Aims. We relate the thermal inertia to the regolith properties such as porosity, grain size, ice form and heat transfer processes to understand why it is low. We interpret the dichotomy in thermal inertia of the surface of Mimas in terms of changes in regolith properties. We predict how the thermal inertia of these bodies may vary with heliocentric distance depending on these properties.
Methods. We combine available models of conductivity by contact or radiation to understand what heat transfer process is predominant.

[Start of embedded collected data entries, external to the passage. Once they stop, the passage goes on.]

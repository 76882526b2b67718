//! Bordereau Core Library
//!
//! This crate provides the domain models, error types, configuration and file
//! validation shared by the API client, the scan workflow and the CLI.

pub mod config;
pub mod constants;
pub mod error;
pub mod models;
pub mod validation;

// Re-export commonly used types
pub use config::ClientConfig;
pub use error::{extract_server_message, ErrorMetadata, LogLevel, ScanError, ScanResult};
pub use models::{
    Bordereau, BordereauDocumentStatus, BordereauStatus, Client, Document, DocumentStatus,
    DocumentType, ScanFile, UploadTarget,
};
//! Error types module
//!
//! All failures of the scan client are unified under [`ScanError`]. Variants fall in
//! three groups:
//!
//! - local validation errors, raised before any request is sent;
//! - server errors, carrying the HTTP status and the message extracted from the
//!   server's JSON payload when present;
//! - transport and decoding errors.
//!
//! [`ErrorMetadata`] describes how each error should be presented to an operator.

use std::io;

use crate::constants::GENERIC_FAILURE_MESSAGE;

/// Log level for error reporting
#[derive(Debug, Clone, Copy, PartialEq, Eq)]
pub enum LogLevel {
    /// Debug level - for expected errors like validation failures
    Debug,
    /// Warning level - for recoverable issues like transient network failures
    Warn,
    /// Error level - for unexpected failures
    Error,
}

/// Metadata for error presentation.
pub trait ErrorMetadata {
    /// Machine-readable error code (e.g., "MISSING_DOCUMENT_TYPE")
    fn error_code(&self) -> &'static str;

    /// Whether this error is recoverable (the same action can be retried as is)
    fn is_recoverable(&self) -> bool;

    /// Whether the error was raised locally, without contacting the server
    fn is_local(&self) -> bool;

    /// Log level for this error
    fn log_level(&self) -> LogLevel;

    /// Operator-facing message
    fn user_message(&self) -> String;
}

pub type ScanResult<T> = Result<T, ScanError>;

#[derive(Debug, thiserror::Error)]
pub enum ScanError {
    #[error("No files selected")]
    EmptySelection,

    #[error("File #{} ({file_name}) has no document type", index + 1)]
    MissingDocumentType { index: usize, file_name: String },

    #[error("Select a document type first")]
    DocumentTypeRequired,

    #[error("A cancellation reason is required")]
    MissingCancelReason,

    #[error("No bordereau selected")]
    NoBordereauSelected,

    #[error("Cannot {action} during the {step} step")]
    InvalidStep { action: &'static str, step: String },

    #[error("Bordereau {bordereau_id} cannot receive documents (status {status})")]
    InvalidUploadTarget {
        bordereau_id: String,
        status: String,
    },

    #[error("No changes to submit")]
    NothingToModify,

    #[error("No file at position {index} (selection has {len})")]
    IndexOutOfRange { index: usize, len: usize },

    #[error("Invalid input: {0}")]
    InvalidInput(String),

    #[error("API request failed with status {status}: {body}")]
    Api {
        status: u16,
        message: Option<String>,
        body: String,
    },

    #[error("Operation rejected by server: {0}")]
    Rejected(String),

    #[error("Failed to send request: {0}")]
    Transport(String),

    #[error("Failed to parse response: {0}")]
    Decode(String),

    #[error("Configuration error: {0}")]
    Config(String),

    #[error("IO error: {0}")]
    Io(#[from] io::Error),
}

impl From<serde_json::Error> for ScanError {
    fn from(err: serde_json::Error) -> Self {
        ScanError::Decode(err.to_string())
    }
}

impl ScanError {
    /// Build an API error from a non-success status and the raw response body.
    pub fn from_status(status: u16, body: String) -> Self {
        ScanError::Api {
            status,
            message: extract_server_message(&body),
            body,
        }
    }

    /// Server message, when the failure came with one.
    pub fn server_message(&self) -> Option<&str> {
        match self {
            ScanError::Api { message, .. } => message.as_deref(),
            ScanError::Rejected(msg) => Some(msg.as_str()),
            _ => None,
        }
    }
}

/// Extract a human-readable message from an error payload.
///
/// Accepts `{"message": "..."}`, `{"message": ["...", "..."]}` (joined with `, `)
/// and `{"error": "..."}`. Anything else yields `None`.
pub fn extract_server_message(body: &str) -> Option<String> {
    let value: serde_json::Value = serde_json::from_str(body).ok()?;
    let message = match value.get("message") {
        Some(serde_json::Value::String(s)) => Some(s.clone()),
        Some(serde_json::Value::Array(items)) => {
            let parts: Vec<&str> = items.iter().filter_map(|v| v.as_str()).collect();
            (!parts.is_empty()).then(|| parts.join(", "))
        }
        _ => None,
    };
    message
        .or_else(|| {
            value
                .get("error")
                .and_then(|e| e.as_str())
                .map(str::to_string)
        })
        .filter(|m| !m.trim().is_empty())
}

/// Static metadata for each variant: (error_code, recoverable, local, log_level).
fn scan_error_static_metadata(err: &ScanError) -> (&'static str, bool, bool, LogLevel) {
    match err {
        ScanError::EmptySelection => ("EMPTY_SELECTION", false, true, LogLevel::Debug),
        ScanError::MissingDocumentType { .. } => {
            ("MISSING_DOCUMENT_TYPE", false, true, LogLevel::Debug)
        }
        ScanError::DocumentTypeRequired => {
            ("DOCUMENT_TYPE_REQUIRED", false, true, LogLevel::Debug)
        }
        ScanError::MissingCancelReason => ("MISSING_CANCEL_REASON", false, true, LogLevel::Debug),
        ScanError::NoBordereauSelected => ("NO_BORDEREAU_SELECTED", false, true, LogLevel::Debug),
        ScanError::InvalidStep { .. } => ("INVALID_STEP", false, true, LogLevel::Debug),
        ScanError::InvalidUploadTarget { .. } => {
            ("INVALID_UPLOAD_TARGET", false, true, LogLevel::Warn)
        }
        ScanError::NothingToModify => ("NOTHING_TO_MODIFY", false, true, LogLevel::Debug),
        ScanError::IndexOutOfRange { .. } => ("INDEX_OUT_OF_RANGE", false, true, LogLevel::Debug),
        ScanError::InvalidInput(_) => ("INVALID_INPUT", false, true, LogLevel::Debug),
        ScanError::Api { status, .. } if *status >= 500 => {
            ("SERVER_ERROR", true, false, LogLevel::Error)
        }
        ScanError::Api { .. } => ("REQUEST_REJECTED", false, false, LogLevel::Warn),
        ScanError::Rejected(_) => ("OPERATION_REJECTED", false, false, LogLevel::Warn),
        ScanError::Transport(_) => ("NETWORK_ERROR", true, false, LogLevel::Warn),
        ScanError::Decode(_) => ("INVALID_RESPONSE", false, false, LogLevel::Error),
        ScanError::Config(_) => ("CONFIGURATION_ERROR", false, true, LogLevel::Error),
        ScanError::Io(_) => ("IO_ERROR", false, true, LogLevel::Error),
    }
}

impl ErrorMetadata for ScanError {
    fn error_code(&self) -> &'static str {
        scan_error_static_metadata(self).0
    }

    fn is_recoverable(&self) -> bool {
        scan_error_static_metadata(self).1
    }

    fn is_local(&self) -> bool {
        scan_error_static_metadata(self).2
    }

    fn log_level(&self) -> LogLevel {
        scan_error_static_metadata(self).3
    }

    fn user_message(&self) -> String {
        match self {
            ScanError::Api { message, .. } => message
                .clone()
                .unwrap_or_else(|| GENERIC_FAILURE_MESSAGE.to_string()),
            ScanError::Rejected(msg) if !msg.trim().is_empty() => msg.clone(),
            ScanError::Rejected(_) | ScanError::Transport(_) | ScanError::Decode(_) => {
                GENERIC_FAILURE_MESSAGE.to_string()
            }
            other => other.to_string(),
        }
    }
}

Results. The magnitude of the thermal inertia of a porous icy regolith is mainly governed by the crystalline or amorphous ice forms, and the quality of contacts between grains. Beyond the orbit of Jupiter, thermal inertias as low as a few tens J/m2/ K/s1/2 are difficult to reproduce with plausible porosity and grains sizes made of crystalline ice unless contacts are loose. This is, on the contrary, straightforward for regoliths of sub-cm-sized grains made of amorphous water ice. This study points out the importance of including the temperature dependence of thermophysical properties of water ice forms and the radiative conduction in thermal models of these bodies. The relatively high thermal inertia of the leading face of Mimas can be explained by a regolith of crystalline ice grains in tight contacts, which are eventually sintered by the bombardment of high energy electrons. The low thermal inertia of its trailing face is easily reproduced by a regolith of moderate porosity with sub-mm-sized grains of amorphous ice. The characteristic decrease of thermal inertia with heliocentric distance of icy atmosphereless surfaces and the very low thermal inertia of relevant trans-Neptunian objects are easily explained if amorphous ice is present at cm depths below a thin layer of crystalline ice.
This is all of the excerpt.